TASK INSTRUCTIONS. Write out each entry once more so that it matches the original exactly.

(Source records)
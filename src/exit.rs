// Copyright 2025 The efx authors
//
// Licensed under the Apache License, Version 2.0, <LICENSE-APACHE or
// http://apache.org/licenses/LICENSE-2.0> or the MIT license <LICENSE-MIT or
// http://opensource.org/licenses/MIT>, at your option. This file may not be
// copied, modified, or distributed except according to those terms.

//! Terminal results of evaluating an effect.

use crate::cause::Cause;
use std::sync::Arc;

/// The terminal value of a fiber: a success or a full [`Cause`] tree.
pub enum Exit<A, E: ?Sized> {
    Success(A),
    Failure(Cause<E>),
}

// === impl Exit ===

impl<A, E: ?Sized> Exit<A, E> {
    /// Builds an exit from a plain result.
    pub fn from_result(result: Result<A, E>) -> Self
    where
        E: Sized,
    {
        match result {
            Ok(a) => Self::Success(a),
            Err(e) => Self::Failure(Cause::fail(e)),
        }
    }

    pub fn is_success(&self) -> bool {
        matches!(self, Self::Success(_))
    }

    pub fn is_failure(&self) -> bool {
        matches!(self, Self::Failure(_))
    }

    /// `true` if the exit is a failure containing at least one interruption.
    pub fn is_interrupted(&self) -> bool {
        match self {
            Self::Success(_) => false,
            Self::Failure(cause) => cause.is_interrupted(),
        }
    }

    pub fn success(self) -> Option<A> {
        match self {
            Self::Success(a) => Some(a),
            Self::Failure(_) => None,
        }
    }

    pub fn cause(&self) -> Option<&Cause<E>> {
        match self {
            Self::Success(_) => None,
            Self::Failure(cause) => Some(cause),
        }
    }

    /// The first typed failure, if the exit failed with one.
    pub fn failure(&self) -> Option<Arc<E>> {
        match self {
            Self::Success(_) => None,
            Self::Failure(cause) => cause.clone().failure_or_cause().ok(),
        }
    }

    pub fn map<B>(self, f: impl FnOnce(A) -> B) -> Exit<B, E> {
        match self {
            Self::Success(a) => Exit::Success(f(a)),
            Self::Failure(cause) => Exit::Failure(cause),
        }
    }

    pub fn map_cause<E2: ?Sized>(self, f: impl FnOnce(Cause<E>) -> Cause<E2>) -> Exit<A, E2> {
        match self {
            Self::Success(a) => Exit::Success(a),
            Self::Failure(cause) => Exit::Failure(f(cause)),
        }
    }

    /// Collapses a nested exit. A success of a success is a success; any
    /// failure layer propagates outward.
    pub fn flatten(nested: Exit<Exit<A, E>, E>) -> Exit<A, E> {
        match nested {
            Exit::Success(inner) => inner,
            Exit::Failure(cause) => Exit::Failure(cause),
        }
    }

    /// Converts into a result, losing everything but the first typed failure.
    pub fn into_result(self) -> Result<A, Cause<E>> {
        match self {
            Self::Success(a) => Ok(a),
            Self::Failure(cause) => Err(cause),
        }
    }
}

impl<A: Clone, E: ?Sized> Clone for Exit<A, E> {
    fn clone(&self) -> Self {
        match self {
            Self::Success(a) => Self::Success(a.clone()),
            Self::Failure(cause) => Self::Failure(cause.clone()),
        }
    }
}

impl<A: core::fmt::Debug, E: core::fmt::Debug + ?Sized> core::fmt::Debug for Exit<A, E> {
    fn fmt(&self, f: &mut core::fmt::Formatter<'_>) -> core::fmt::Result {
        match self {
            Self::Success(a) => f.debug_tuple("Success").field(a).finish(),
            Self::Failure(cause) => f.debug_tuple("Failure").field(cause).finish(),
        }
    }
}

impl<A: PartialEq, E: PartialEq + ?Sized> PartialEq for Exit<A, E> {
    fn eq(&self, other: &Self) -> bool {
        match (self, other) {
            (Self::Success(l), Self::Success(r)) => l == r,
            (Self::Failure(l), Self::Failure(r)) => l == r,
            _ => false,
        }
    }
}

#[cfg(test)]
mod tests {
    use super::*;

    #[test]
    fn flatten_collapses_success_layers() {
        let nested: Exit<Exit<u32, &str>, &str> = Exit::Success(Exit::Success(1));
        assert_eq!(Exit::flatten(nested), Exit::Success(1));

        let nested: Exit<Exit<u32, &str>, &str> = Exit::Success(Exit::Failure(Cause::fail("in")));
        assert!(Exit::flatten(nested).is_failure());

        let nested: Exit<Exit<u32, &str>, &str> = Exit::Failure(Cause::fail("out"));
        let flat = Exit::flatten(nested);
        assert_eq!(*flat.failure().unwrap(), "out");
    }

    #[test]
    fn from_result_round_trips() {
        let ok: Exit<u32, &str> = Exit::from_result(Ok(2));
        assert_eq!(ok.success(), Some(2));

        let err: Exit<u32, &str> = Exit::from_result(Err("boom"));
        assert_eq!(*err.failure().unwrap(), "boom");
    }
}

FINISHED TASK.
filename src/exit.rs
// Copyright 2025 The efx authors
//
// Licensed under the Apache License, Version 2.0, <LICENSE-APACHE or
// http://apache.org/licenses/LICENSE-2.0> or the MIT license <LICENSE-MIT or
// http://opensource.org/licenses/MIT>, at your option. This file may not be
// copied, modified, or distributed except according to those terms.

//! Terminal results of evaluating an effect.

use crate::cause::Cause;
use std::sync::Arc;

/// The terminal value of a fiber: a success or a full [`Cause`] tree.
pub enum Exit<A, E: ?Sized> {
    Success(A),
    Failure(Cause<E>),
}

// === impl Exit ===

impl<A, E: ?Sized> Exit<A, E> {
    /// Builds an exit from a plain result.
    pub fn from_result(result: Result<A, E>) -> Self
    where
        E: Sized,
    {
        match result {
            Ok(a) => Self::Success(a),
            Err(e) => Self::Failure(Cause::fail(e)),
        }
    }

    pub fn is_success(&self) -> bool {
        matches!(self, Self::Success(_))
    }

    pub fn is_failure(&self) -> bool {
        matches!(self, Self::Failure(_))
    }

    /// `true` if the exit is a failure containing at least one interruption.
    pub fn is_interrupted(&self) -> bool {
        match self {
            Self::Success(_) => false,
            Self::Failure(cause) => cause.is_interrupted(),
        }
    }

    pub fn success(self) -> Option<A> {
        match self {
            Self::Success(a) => Some(a),
            Self::Failure(_) => None,
        }
    }

    pub fn cause(&self) -> Option<&Cause<E>> {
        match self {
            Self::Success(_) => None,
            Self::Failure(cause) => Some(cause),
        }
    }

    /// The first typed failure, if the exit failed with one.
    pub fn failure(&self) -> Option<Arc<E>> {
        match self {
            Self::Success(_) => None,
            Self::Failure(cause) => cause.clone().failure_or_cause().ok(),
        }
    }

    pub fn map<B>(self, f: impl FnOnce(A) -> B) -> Exit<B, E> {
        match self {
            Self::Success(a) => Exit::Success(f(a)),
            Self::Failure(cause) => Exit::Failure(cause),
        }
    }

    pub fn map_cause<E2: ?Sized>(self, f: impl FnOnce(Cause<E>) -> Cause<E2>) -> Exit<A, E2> {
        match self {
            Self::Success(a) => Exit::Success(a),
            Self::Failure(cause) => Exit::Failure(f(cause)),
        }
    }

    /// Collapses a nested exit. A success of a success is a success; any
    /// failure layer propagates outward.
    pub fn flatten(nested: Exit<Exit<A, E>, E>) -> Exit<A, E> {
        match nested {
            Exit::Success(inner) => inner,
            Exit::Failure(cause) => Exit::Failure(cause),
        }
    }

    /// Converts into a result, losing everything but the first typed failure.
    pub fn into_result(self) -> Result<A, Cause<E>> {
        match self {
            Self::Success(a) => Ok(a),
            Self::Failure(cause) => Err(cause),
        }
    }
}

impl<A: Clone, E: ?Sized> Clone for Exit<A, E> {
    fn clone(&self) -> Self {
        match self {
            Self::Success(a) => Self::Success(a.clone()),
            Self::Failure(cause) => Self::Failure(cause.clone()),
        }
    }
}

impl<A: core::fmt::Debug, E: core::fmt::Debug + ?Sized> core::fmt::Debug for Exit<A, E> {
    fn fmt(&self, f: &mut core::fmt::Formatter<'_>) -> core::fmt::Result {
        match self {
            Self::Success(a) => f.debug_tuple("Success").field(a).finish(),
            Self::Failure(cause) => f.debug_tuple("Failure").field(cause).finish(),
        }
    }
}

impl<A: PartialEq, E: PartialEq + ?Sized> PartialEq for Exit<A, E> {
    fn eq(&self, other: &Self) -> bool {
        match (self, other) {
            (Self::Success(l), Self::Success(r)) => l == r,
            (Self::Failure(l), Self::Failure(r)) => l == r,
            _ => false,
        }
    }
}

#[cfg(test)]
mod tests {
    use super::*;

    #[test]
    fn flatten_collapses_success_layers() {
        let nested: Exit<Exit<u32, &str>, &str> = Exit::Success(Exit::Success(1));
        assert_eq!(Exit::flatten(nested), Exit::Success(1));

        let nested: Exit<Exit<u32, &str>, &str> = Exit::Success(Exit::Failure(Cause::fail("in")));
        assert!(Exit::flatten(nested).is_failure());

        let nested: Exit<Exit<u32, &str>, &str> = Exit::Failure(Cause::fail("out"));
        let flat = Exit::flatten(nested);
        assert_eq!(*flat.failure().unwrap(), "out");
    }

    #[test]
    fn from_result_round_trips() {
        let ok: Exit<u32, &str> = Exit::from_result(Ok(2));
        assert_eq!(ok.success(), Some(2));

        let err: Exit<u32, &str> = Exit::from_result(Err("boom"));
        assert_eq!(*err.failure().unwrap(), "boom");
    }
}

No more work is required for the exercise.